For the material below, return exactly the lines starting at the line containing "registered configuration files." and ending at the line containing "touching any file.", both ends included, and no others.

··· Record excerpts

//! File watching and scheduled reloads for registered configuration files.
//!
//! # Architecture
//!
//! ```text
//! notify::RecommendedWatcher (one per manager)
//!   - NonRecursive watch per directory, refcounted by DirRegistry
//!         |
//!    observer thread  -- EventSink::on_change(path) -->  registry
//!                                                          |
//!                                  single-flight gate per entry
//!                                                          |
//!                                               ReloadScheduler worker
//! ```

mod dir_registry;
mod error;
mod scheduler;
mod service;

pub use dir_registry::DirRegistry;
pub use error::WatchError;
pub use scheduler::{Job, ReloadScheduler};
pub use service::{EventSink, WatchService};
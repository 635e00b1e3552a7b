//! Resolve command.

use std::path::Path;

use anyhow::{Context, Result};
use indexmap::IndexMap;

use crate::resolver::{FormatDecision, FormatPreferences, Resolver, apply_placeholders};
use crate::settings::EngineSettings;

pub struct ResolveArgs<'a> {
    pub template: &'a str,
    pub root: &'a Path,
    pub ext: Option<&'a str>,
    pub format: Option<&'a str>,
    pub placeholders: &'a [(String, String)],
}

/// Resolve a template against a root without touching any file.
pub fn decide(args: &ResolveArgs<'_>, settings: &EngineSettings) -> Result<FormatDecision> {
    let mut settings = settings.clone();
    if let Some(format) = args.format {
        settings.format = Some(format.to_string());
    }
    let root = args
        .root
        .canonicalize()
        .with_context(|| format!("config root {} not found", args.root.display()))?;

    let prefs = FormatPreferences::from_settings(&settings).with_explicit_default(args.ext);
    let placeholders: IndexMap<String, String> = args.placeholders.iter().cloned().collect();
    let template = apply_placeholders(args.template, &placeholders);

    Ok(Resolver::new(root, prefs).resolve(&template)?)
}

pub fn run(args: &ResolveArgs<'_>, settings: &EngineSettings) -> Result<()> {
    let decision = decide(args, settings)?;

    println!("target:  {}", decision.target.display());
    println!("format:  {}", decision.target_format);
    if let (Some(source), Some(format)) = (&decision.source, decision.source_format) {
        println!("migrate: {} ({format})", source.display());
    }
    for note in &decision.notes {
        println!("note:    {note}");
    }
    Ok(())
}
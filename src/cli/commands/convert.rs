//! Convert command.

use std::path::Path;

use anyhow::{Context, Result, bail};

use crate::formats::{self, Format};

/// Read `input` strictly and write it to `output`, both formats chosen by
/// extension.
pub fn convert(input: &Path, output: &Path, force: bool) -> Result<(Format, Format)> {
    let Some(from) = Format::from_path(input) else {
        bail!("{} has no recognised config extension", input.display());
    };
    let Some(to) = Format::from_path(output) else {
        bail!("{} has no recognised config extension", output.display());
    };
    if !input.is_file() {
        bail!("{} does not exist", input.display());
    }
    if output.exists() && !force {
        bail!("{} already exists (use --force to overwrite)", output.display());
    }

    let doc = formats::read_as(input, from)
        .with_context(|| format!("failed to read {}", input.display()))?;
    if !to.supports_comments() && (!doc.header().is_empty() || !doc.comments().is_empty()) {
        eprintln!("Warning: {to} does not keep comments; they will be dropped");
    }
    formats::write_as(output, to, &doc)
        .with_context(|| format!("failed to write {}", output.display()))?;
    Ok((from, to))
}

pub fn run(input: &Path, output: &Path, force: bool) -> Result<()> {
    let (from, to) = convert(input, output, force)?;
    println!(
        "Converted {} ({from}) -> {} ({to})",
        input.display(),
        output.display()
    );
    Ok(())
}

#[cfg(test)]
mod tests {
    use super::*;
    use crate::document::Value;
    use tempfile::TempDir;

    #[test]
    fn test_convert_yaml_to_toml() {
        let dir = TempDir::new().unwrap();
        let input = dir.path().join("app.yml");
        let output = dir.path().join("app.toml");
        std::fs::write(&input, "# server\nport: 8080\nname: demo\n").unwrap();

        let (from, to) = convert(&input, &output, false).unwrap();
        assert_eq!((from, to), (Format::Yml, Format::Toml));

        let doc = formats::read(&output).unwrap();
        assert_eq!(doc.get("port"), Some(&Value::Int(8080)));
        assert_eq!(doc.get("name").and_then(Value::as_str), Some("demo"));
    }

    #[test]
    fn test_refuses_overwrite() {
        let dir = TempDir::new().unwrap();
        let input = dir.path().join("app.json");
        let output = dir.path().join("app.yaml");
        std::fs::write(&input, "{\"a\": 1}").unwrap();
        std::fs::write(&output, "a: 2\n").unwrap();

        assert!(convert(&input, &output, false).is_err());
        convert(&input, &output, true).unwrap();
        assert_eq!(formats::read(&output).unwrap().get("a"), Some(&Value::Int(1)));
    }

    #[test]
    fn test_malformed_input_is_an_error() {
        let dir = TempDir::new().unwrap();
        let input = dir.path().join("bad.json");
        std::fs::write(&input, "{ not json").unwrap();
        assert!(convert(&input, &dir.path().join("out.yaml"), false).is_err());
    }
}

······
··· Record excerpts

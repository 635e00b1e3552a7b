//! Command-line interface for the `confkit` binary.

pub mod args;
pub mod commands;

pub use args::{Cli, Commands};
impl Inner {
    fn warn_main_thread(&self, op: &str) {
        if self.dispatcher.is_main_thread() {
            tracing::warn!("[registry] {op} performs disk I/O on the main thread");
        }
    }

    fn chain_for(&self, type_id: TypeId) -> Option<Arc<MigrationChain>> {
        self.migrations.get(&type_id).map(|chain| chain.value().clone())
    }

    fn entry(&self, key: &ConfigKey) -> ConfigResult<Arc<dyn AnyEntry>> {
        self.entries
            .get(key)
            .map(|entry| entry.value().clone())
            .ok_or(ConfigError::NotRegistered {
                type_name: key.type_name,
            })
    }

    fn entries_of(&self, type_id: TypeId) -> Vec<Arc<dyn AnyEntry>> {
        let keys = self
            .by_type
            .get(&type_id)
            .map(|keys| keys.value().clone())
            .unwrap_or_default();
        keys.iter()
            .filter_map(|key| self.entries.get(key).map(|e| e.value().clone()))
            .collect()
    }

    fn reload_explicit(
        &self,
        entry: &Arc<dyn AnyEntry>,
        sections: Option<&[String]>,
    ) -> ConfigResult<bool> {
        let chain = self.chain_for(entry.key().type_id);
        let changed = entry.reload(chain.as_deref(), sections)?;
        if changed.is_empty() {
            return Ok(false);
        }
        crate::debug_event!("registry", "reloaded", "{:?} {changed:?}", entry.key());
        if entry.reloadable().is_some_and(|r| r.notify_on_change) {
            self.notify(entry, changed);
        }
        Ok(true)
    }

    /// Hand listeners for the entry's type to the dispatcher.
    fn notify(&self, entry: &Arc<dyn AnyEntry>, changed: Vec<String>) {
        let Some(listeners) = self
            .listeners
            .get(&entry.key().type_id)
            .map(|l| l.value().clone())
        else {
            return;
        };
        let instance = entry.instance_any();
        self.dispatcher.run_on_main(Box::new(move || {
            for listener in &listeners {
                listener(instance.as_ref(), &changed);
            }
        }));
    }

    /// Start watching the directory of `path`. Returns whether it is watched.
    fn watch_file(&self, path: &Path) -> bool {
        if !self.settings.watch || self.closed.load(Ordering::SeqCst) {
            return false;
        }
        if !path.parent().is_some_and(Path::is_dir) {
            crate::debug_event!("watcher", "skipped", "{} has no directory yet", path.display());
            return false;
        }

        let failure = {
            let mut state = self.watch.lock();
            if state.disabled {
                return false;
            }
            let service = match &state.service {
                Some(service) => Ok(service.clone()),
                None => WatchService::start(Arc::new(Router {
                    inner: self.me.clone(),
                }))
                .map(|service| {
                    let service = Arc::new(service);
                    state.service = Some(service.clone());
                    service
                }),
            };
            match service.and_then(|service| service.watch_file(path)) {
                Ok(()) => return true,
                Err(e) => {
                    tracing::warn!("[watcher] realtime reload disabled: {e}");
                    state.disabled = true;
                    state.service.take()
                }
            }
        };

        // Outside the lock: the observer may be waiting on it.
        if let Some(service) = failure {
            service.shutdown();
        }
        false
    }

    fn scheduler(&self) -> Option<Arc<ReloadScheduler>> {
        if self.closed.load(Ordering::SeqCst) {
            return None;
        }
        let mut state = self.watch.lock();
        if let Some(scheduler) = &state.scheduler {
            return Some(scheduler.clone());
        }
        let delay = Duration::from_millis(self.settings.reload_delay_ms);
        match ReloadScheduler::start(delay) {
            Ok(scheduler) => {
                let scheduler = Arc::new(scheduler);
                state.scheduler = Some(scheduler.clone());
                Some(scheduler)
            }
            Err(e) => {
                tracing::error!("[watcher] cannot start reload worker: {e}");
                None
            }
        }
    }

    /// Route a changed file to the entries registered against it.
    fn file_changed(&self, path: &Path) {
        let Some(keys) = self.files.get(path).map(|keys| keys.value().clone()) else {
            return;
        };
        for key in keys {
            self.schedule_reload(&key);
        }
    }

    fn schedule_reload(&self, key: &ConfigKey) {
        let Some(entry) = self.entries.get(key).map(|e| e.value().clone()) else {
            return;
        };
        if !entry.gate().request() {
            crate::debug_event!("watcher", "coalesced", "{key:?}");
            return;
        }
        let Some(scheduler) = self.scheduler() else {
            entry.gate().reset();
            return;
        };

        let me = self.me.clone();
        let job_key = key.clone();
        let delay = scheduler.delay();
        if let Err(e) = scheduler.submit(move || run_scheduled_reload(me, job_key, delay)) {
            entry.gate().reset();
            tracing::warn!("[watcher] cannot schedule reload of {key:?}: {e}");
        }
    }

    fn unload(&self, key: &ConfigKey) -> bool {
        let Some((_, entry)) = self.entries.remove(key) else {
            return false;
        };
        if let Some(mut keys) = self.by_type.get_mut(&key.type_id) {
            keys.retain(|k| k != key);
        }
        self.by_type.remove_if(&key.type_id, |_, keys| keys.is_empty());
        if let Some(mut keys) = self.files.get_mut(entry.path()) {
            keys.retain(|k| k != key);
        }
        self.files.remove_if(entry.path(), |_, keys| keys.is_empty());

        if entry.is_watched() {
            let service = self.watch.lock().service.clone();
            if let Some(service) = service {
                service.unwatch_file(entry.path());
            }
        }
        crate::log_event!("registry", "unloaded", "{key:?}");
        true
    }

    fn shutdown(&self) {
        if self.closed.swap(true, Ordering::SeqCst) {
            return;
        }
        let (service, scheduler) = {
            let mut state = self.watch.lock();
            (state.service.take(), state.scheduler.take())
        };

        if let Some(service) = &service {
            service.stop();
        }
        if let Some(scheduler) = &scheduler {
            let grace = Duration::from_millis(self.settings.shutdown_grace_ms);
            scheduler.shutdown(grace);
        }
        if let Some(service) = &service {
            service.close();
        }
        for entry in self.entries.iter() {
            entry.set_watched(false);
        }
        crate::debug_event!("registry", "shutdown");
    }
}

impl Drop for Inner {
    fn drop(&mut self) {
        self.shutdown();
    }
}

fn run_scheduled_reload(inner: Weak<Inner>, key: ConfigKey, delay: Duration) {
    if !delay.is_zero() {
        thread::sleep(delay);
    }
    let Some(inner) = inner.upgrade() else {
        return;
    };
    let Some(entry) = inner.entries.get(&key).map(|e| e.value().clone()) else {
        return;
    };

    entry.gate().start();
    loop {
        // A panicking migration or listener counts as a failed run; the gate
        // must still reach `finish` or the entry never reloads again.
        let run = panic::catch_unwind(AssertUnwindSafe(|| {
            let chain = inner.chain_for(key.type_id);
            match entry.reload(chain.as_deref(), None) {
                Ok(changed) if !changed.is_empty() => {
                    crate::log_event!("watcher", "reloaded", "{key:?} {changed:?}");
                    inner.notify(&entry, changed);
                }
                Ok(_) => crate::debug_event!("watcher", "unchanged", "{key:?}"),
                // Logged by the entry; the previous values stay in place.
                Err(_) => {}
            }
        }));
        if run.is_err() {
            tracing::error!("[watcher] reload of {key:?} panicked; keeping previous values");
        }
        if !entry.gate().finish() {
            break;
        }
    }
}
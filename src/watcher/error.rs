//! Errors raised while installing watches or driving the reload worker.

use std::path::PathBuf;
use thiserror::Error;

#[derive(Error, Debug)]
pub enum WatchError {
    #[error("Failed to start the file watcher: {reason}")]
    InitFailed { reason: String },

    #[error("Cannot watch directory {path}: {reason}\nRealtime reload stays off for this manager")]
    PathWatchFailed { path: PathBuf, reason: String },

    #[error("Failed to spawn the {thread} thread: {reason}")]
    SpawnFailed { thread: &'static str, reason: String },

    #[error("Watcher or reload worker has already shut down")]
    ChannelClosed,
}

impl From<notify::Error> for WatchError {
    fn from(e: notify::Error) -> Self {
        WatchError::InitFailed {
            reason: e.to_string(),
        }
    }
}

······
··· Record excerpts

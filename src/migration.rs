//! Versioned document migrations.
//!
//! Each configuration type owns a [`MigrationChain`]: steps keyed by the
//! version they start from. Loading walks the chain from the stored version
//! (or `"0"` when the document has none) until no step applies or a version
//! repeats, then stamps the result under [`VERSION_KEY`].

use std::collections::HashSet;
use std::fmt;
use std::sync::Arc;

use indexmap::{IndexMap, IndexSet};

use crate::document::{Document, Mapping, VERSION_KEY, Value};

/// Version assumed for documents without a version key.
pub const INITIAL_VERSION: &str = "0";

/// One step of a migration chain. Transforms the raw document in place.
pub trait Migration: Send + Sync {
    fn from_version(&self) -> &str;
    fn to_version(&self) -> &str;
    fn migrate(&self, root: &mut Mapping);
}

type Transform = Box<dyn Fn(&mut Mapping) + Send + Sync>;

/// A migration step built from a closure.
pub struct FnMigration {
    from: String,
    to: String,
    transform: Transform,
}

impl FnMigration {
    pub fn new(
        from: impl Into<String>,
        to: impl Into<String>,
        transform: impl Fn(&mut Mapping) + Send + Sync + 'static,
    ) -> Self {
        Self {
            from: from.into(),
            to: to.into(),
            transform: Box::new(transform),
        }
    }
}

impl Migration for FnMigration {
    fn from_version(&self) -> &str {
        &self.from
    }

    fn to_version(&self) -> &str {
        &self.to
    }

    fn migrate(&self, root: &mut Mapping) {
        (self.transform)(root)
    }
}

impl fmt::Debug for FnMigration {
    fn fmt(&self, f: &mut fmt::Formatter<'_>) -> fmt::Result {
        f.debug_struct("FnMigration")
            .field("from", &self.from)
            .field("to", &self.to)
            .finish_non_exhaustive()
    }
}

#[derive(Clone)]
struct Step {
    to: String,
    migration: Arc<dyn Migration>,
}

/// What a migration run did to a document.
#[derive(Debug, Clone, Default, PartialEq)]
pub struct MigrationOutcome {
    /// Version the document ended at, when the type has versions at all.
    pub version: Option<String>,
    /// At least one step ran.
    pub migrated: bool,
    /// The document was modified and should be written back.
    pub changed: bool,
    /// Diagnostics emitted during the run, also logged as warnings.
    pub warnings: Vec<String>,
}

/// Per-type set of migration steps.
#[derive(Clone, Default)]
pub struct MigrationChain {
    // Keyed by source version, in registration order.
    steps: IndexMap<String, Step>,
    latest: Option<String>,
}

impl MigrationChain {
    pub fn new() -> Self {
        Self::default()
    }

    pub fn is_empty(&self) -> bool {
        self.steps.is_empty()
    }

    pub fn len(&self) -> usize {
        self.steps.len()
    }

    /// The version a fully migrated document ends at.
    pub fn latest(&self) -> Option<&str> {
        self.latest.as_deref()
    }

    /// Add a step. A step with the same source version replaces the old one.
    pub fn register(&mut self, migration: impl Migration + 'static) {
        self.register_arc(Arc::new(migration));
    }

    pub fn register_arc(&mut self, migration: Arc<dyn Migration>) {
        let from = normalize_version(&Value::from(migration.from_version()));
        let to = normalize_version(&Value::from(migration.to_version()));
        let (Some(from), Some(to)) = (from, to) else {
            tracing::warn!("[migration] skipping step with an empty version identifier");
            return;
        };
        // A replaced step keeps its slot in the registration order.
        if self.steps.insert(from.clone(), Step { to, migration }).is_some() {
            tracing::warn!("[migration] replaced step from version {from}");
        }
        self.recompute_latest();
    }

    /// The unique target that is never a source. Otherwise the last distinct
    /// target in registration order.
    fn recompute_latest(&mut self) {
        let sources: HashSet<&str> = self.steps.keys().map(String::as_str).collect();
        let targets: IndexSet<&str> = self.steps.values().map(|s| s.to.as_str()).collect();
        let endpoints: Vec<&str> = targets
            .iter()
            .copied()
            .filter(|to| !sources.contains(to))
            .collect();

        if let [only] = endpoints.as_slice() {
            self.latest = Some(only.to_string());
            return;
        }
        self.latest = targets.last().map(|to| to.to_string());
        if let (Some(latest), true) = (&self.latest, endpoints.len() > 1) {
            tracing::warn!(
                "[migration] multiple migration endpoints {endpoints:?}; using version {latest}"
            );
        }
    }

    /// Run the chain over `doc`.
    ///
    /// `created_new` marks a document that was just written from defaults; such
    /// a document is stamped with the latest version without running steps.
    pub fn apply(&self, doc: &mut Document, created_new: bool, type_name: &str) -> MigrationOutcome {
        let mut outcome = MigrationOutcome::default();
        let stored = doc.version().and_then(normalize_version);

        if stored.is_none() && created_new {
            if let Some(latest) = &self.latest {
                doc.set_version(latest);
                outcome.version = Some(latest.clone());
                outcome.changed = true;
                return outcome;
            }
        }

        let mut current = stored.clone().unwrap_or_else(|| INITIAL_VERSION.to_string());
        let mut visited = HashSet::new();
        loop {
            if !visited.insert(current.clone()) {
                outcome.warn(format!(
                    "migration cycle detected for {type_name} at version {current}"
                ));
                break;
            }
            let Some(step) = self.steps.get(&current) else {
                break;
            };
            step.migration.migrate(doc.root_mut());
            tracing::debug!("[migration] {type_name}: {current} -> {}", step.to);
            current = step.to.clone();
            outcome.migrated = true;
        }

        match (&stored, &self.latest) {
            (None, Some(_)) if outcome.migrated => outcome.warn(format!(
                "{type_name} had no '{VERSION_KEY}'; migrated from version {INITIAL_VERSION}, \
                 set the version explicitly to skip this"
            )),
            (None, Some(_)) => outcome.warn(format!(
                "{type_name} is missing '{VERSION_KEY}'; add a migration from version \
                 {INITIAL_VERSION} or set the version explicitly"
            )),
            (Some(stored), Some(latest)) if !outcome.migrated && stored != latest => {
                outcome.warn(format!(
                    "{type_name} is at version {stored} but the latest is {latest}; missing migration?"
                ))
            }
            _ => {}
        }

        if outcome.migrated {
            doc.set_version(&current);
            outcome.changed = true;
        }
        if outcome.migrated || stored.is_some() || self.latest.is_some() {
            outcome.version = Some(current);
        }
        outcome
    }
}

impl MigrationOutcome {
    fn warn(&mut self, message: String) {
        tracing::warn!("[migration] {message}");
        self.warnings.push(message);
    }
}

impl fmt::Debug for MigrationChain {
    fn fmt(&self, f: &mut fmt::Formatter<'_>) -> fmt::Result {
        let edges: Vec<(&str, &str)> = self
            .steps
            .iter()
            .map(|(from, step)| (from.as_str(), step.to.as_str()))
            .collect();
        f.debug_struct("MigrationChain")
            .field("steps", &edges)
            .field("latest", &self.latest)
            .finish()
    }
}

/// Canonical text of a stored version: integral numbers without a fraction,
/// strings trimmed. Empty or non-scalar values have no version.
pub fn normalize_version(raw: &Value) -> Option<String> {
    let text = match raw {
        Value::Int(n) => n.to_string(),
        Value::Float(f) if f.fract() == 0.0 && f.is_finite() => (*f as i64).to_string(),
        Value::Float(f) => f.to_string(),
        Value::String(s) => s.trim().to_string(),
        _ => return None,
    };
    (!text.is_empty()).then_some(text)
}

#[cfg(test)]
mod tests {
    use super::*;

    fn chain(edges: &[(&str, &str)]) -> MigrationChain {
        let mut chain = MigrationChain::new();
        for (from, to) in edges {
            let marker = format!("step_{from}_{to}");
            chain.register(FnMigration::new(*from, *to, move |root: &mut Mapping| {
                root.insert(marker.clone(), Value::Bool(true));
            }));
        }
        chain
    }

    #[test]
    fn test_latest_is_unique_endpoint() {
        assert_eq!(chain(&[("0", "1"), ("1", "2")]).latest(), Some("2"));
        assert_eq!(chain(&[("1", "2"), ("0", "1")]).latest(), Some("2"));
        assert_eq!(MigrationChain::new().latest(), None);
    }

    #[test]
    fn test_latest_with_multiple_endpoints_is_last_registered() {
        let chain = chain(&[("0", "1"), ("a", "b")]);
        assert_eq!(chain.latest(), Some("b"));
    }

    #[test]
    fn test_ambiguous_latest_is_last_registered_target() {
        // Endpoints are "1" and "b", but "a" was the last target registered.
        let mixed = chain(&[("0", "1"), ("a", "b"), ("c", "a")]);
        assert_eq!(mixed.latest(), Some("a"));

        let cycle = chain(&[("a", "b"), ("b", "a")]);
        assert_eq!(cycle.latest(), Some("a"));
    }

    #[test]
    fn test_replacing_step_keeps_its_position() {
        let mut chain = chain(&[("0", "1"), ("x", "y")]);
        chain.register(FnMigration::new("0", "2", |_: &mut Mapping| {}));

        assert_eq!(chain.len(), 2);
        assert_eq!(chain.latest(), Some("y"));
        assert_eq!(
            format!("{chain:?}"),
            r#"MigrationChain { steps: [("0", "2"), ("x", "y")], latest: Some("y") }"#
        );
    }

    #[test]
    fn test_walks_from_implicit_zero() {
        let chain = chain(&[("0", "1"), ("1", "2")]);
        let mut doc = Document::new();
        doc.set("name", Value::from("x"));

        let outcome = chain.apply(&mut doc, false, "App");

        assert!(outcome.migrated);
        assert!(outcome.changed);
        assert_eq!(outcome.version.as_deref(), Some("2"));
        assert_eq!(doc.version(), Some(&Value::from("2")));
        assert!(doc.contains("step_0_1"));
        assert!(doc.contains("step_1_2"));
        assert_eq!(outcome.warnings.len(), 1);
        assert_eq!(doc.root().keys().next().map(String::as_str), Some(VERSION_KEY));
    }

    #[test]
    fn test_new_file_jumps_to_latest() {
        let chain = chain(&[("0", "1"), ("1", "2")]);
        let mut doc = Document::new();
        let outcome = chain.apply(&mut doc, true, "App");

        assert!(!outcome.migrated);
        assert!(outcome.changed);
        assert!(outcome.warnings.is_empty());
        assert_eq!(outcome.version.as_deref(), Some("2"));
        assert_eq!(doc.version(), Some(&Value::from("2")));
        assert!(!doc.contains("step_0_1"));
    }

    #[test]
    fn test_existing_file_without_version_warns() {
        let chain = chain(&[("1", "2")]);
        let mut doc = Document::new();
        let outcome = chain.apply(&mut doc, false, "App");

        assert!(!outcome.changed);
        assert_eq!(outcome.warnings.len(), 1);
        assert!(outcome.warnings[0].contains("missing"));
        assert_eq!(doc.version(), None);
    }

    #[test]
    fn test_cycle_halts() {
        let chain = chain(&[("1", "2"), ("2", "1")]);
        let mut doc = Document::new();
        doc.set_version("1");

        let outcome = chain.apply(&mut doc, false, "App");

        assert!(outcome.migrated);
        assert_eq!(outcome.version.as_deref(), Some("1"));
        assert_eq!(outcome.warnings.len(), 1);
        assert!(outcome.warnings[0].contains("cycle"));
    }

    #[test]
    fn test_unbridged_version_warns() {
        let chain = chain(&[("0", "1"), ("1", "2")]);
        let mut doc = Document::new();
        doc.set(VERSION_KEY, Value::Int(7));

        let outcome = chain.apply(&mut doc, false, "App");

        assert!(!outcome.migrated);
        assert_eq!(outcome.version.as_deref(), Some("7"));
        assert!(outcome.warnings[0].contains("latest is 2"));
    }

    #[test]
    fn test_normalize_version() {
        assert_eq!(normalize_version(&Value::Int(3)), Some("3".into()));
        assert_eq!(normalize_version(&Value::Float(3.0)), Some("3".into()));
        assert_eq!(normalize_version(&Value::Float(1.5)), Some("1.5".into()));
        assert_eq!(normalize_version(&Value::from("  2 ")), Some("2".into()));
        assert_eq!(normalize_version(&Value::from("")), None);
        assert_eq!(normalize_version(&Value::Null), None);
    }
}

······

* _Result of this exercise_
//! File watching and scheduled reloads for registered configuration files.
//!
//! # Architecture
//!
//! ```text
//! notify::RecommendedWatcher (one per manager)
//!   - NonRecursive watch per directory, refcounted by DirRegistry
//!         |
//!    observer thread  -- EventSink::on_change(path) -->  registry
//!                                                          |
//!                                  single-flight gate per entry
//!                                                          |
//!                                               ReloadScheduler worker
//! ```

mod dir_registry;
mod error;
mod scheduler;
mod service;

pub use dir_registry::DirRegistry;
pub use error::WatchError;
pub use scheduler::{Job, ReloadScheduler};
pub use service::{EventSink, WatchService};
repository 635e00b1e3552a7b
//! Resolve command.

use std::path::Path;

use anyhow::{Context, Result};
use indexmap::IndexMap;

use crate::resolver::{FormatDecision, FormatPreferences, Resolver, apply_placeholders};
use crate::settings::EngineSettings;

pub struct ResolveArgs<'a> {
    pub template: &'a str,
    pub root: &'a Path,
    pub ext: Option<&'a str>,
    pub format: Option<&'a str>,
    pub placeholders: &'a [(String, String)],
}

/// Resolve a template against a root without touching any file.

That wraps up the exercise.